━━━ Records shown ━━━
//! Sync command implementation.

use gistmirror_engine::{
    ItemOutcome, MirrorConfig, MirrorEngine, RunOutcome, RunReport, IDENTITY_ENV_VARS,
};
use gistmirror_store::FileStore;
use std::path::Path;
use std::sync::Arc;

/// Options of the sync command.
#[derive(Debug, Clone, Default)]
pub struct SyncOptions {
    /// Explicit username.
    pub username: Option<String>,
    /// Fetch concurrency bound.
    pub concurrency: Option<usize>,
    /// API endpoint override.
    pub api_url: Option<String>,
    /// Preview instead of writing.
    pub dry_run: bool,
}

/// Builds the engine configuration from command options.
///
/// `env` looks up an environment variable; every variable of
/// [`IDENTITY_ENV_VARS`] that is set becomes a fallback identity, in order.
pub fn build_config<F>(options: &SyncOptions, env: F) -> MirrorConfig
where
    F: Fn(&str) -> Option<String>,
{
    let mut config = MirrorConfig::new()
        .with_identity_fallbacks(IDENTITY_ENV_VARS.iter().filter_map(|name| env(*name)));
    if let Some(username) = &options.username {
        config = config.with_username(username.clone());
    }
    if let Some(limit) = options.concurrency {
        config = config.with_max_concurrent_fetches(limit);
    }
    if let Some(url) = &options.api_url {
        config = config.with_api_base_url(url.clone());
    }
    config
}

/// Runs the sync command.
pub async fn run(path: &Path, options: SyncOptions) -> Result<(), Box<dyn std::error::Error>> {
    let config = build_config(&options, |name| std::env::var(name).ok());
    let remote = Arc::new(config.http_remote()?);
    let Some(store) = open_store(path, options.dry_run)? else {
        println!("No store at {}; run `gistmirror init` first", path.display());
        return Ok(());
    };
    let engine = MirrorEngine::new(config, Arc::new(store), remote);

    if options.dry_run {
        let Some(plan) = engine.plan().await? else {
            println!("No mirror root in {}; run `gistmirror init` first", path.display());
            return Ok(());
        };
        println!("Dry run for {} (root {})", plan.username, plan.root);
        for item in &plan.items {
            println!("  {:<9} {}  {}", action_label(item.action), item.item_id, item.title);
        }
        return Ok(());
    }

    let report = engine.run().await?;
    print_report(path, &report);
    Ok(())
}

/// Opens the store at `path`. A dry run never creates a missing snapshot.
fn open_store(
    path: &Path,
    dry_run: bool,
) -> Result<Option<FileStore>, Box<dyn std::error::Error>> {
    if dry_run && !path.exists() {
        return Ok(None);
    }
    Ok(Some(FileStore::open(path)?))
}

fn action_label(action: ItemOutcome) -> &'static str {
    match action {
        ItemOutcome::Created => "create",
        ItemOutcome::Updated => "update",
        ItemOutcome::Unchanged => "unchanged",
    }
}

fn print_report(path: &Path, report: &RunReport) {
    if report.outcome == RunOutcome::NotConfigured {
        println!("No mirror root in {}; run `gistmirror init` first", path.display());
        return;
    }

    println!(
        "Mirrored {} item(s) for {} in {:.2?}",
        report.items.len() + report.failed(),
        report.username.as_deref().unwrap_or("?"),
        report.duration
    );
    println!("  Created:   {}", report.created());
    println!("  Updated:   {}", report.updated());
    println!("  Unchanged: {}", report.unchanged());
    if !report.is_clean() {
        println!("  Failed items: {}", report.failed());
        println!("  Failed files: {}", report.failed_files());
        for failure in &report.failures {
            println!("    {}: {}", failure.item_id, failure.error);
        }
    }
}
━━━
What is required: Filter the entries down to the lines holding the string "items". Copy each of those lines.

Solution:
        for item in &plan.items {
        report.items.len() + report.failed(),
        println!("  Failed items: {}", report.failed());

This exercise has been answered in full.